The system of racial segregation, disenfranchisement, and social control imposed on Black Americans in the Southern states (and, in less formalized but often equally effective ways, across the rest of the country) between the end of Reconstruction in the late 1870s and the passage of the Civil Rights Act (1964) and Voting Rights Act (1965). The name comes from a minstrel character; the system included legally mandated separation of public facilities, schools, transportation, and housing; the effective elimination of Black voting through poll taxes, literacy tests, grandfather clauses, and violence; the convict-leasing system that re-enslaved Black men through the criminal-justice system; and the regime of lynching and racial terror that enforced the social order extrajudicially. Jim Crow was not a Southern aberration but a national structure — Northern cities enforced segregation through housing covenants, redlining, and police practice — and its effects did not end with the legislation of the 1960s.

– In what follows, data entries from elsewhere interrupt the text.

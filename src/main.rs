//! tactile host runner: drives the touch dispatcher from a Linux
//! touchscreen.

use std::fs::{File, OpenOptions};
use std::io::Write;
use std::path::PathBuf;
use std::process::ExitCode;
use std::sync::Mutex;
use std::sync::atomic::Ordering;
use std::time::SystemTime;

use clap::Parser;
use log::{LevelFilter, Log, Metadata, Record};

use tactile::manager::{TouchManager, list_touch_devices};

#[derive(Parser)]
#[command(name = "tactile", version, about = "Touch widget dispatcher for Linux touchscreens")]
struct Cli {
    /// TOML configuration file
    #[arg(default_value = "/etc/tactile/tactile.toml")]
    config: PathBuf,

    /// Raise log verbosity (-v debug, -vv trace)
    #[arg(short, long, action = clap::ArgAction::Count)]
    verbose: u8,

    /// Print the multi-touch devices found and exit
    #[arg(short, long)]
    list_devices: bool,
}

/// Writes crate log records to stderr and, if configured, appends them to
/// a file.
struct TactileLogger {
    level: LevelFilter,
    sink: Option<Mutex<File>>,
}

impl Log for TactileLogger {
    fn enabled(&self, metadata: &Metadata) -> bool {
        metadata.target().starts_with("tactile") && metadata.level() <= self.level
    }

    fn log(&self, record: &Record) {
        if !self.enabled(record.metadata()) {
            return;
        }
        let stamp = SystemTime::now()
            .duration_since(SystemTime::UNIX_EPOCH)
            .map(|d| d.as_millis())
            .unwrap_or_default();
        let line = format!(
            "{stamp} {:<5} {}: {}\n",
            record.level(),
            record.target(),
            record.args()
        );

        eprint!("{line}");
        if let Some(sink) = &self.sink {
            if let Ok(mut file) = sink.lock() {
                let _ = file.write_all(line.as_bytes());
            }
        }
    }

    fn flush(&self) {
        if let Some(sink) = &self.sink {
            if let Ok(mut file) = sink.lock() {
                let _ = file.flush();
            }
        }
    }
}

/// Pick the level (command line wins over the config file) and install
/// the logger.
fn init_logging(manager: &TouchManager, verbose: u8) -> Result<(), log::SetLoggerError> {
    let level = match verbose {
        0 => manager
            .config_log_level()
            .parse()
            .unwrap_or(LevelFilter::Info),
        1 => LevelFilter::Debug,
        _ => LevelFilter::Trace,
    };

    let sink = manager.config_log_file().and_then(|path| {
        OpenOptions::new()
            .create(true)
            .append(true)
            .open(path)
            .map_err(|e| eprintln!("Warning: log file '{path}' unavailable: {e}"))
            .ok()
            .map(Mutex::new)
    });

    log::set_boxed_logger(Box::new(TactileLogger { level, sink }))?;
    log::set_max_level(level);
    Ok(())
}

fn main() -> ExitCode {
    let cli = Cli::parse();
    if cli.list_devices {
        return list_touch_devices();
    }

    // the config decides the log level, so it is loaded before logging starts
    let mut manager = match TouchManager::new(&cli.config) {
        Ok(manager) => manager,
        Err(e) => {
            eprintln!("Error: {e}\nRun `tactile --list-devices` to find the touchscreen USB ID.");
            return ExitCode::FAILURE;
        }
    };

    if let Err(e) = init_logging(&manager, cli.verbose) {
        eprintln!("Error: cannot install logger: {e}");
        return ExitCode::FAILURE;
    }

    let running = manager.running_flag();
    if let Err(e) = ctrlc::set_handler(move || running.store(false, Ordering::Relaxed)) {
        log::error!("Cannot install Ctrl-C handler: {e}");
        return ExitCode::FAILURE;
    }

    log::info!("Configuration: {}", cli.config.display());
    match manager.start() {
        Ok(()) => ExitCode::SUCCESS,
        Err(e) => {
            log::error!("{e}");
            ExitCode::FAILURE
        }
    }
}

The literature below is not exhaustive. It is an annotated reading list organized roughly by angle of approach.
The standard history
C. Vann Woodward, The Strange Career of Jim Crow (1955, rev. 1974) — the book Martin Luther King called "the historical Bible of the civil rights movement." Argues that rigid segregation was not immediate after Reconstruction but was politically constructed in the 1890s and 1900s. Still the starting point.
The experience of Jim Crow
W.E.B. Du Bois, The Souls of Black Folk (1903) — the foundational text on Black life under segregation; the color line, double consciousness, the veil.
Richard Wright, Black Boy (1945) — memoir of growing up under Jim Crow in Mississippi. Frank about violence, hunger, and the daily mechanics of racial subjugation.
Ralph Ellison, Invisible Man (1952) — novel, but the Jim Crow sections (the South, the "battle royal," the eviction in Harlem) are as documentary as anything in the nonfiction.
James Baldwin, The Fire Next Time (1963) — two essays, the second written during the Birmingham campaign; the most concentrated prose reckoning with American racism in the language.
Lynching and racial terror
Ida B. Wells, Southern Horrors (1892) and A Red Record (1895) — the founding investigative journalism on lynching, published at personal risk.
James Allen et al., Without Sanctuary: Lynching Photography in America (2000) — the photographic record.
Bryan Stevenson, Just Mercy (2014) and the Equal Justice Initiative's Lynching in America report (2015) — traces the line from lynching through convict leasing to the contemporary carceral state.
Convict leasing and the carceral bridge
Douglas Blackmon, Slavery by Another Name: The Re-Enslavement of Black Americans from the Civil War to World War II (2008) — Pulitzer winner; documents convict leasing as the bridge between slavery and Jim Crow.
Michelle Alexander, The New Jim Crow: Mass Incarceration in the Age of Colorblindness (2010) — argues the post-1970s drug war and criminal-records system function as a successor regime to formal Jim Crow.
James Forman Jr., Locking Up Our Own (2017) — complicates Alexander's account by showing that Black political leadership sometimes supported the punitive turn.
The Great Migration
Isabel Wilkerson, The Warmth of Other Suns (2010) — the Great Migration as the mass response to Jim Crow; six million Black Southerners leaving between 1915 and 1970. One of the great American nonfiction books of the century.
Isabel Wilkerson, Caste: The Origins of Our Discontents (2020) — reframes Jim Crow as one instance of a broader caste system, alongside India and Nazi Germany.
The legal and structural architecture
Richard Rothstein, The Color of Law: A Forgotten History of How Our Government Segregated America (2017) — demonstrates that residential segregation was de jure, not de facto, everywhere; federal, state, and local policy created and enforced it.
Leon Litwack, Trouble in Mind: Black Southerners in the Age of Jim Crow (1998) — Pulitzer winner; draws on oral histories and first-person accounts. Probably the most vivid and comprehensive single-volume treatment of daily life under Jim Crow.
The longer arc
Ta-Nehisi Coates, Between the World and Me (2015) — letter to his son; Jim Crow as part of the longer history of the assault on the Black body.
W.E.B. Du Bois, Black Reconstruction in America (1935) — the revisionist history of Reconstruction that preceded and made possible Jim Crow; ignored for decades, now recognized as foundational.
Frederick Douglass, Narrative of the Life of Frederick Douglass (1845) — the essential antebellum text; the world Jim Crow was designed to reconstruct after emancipation.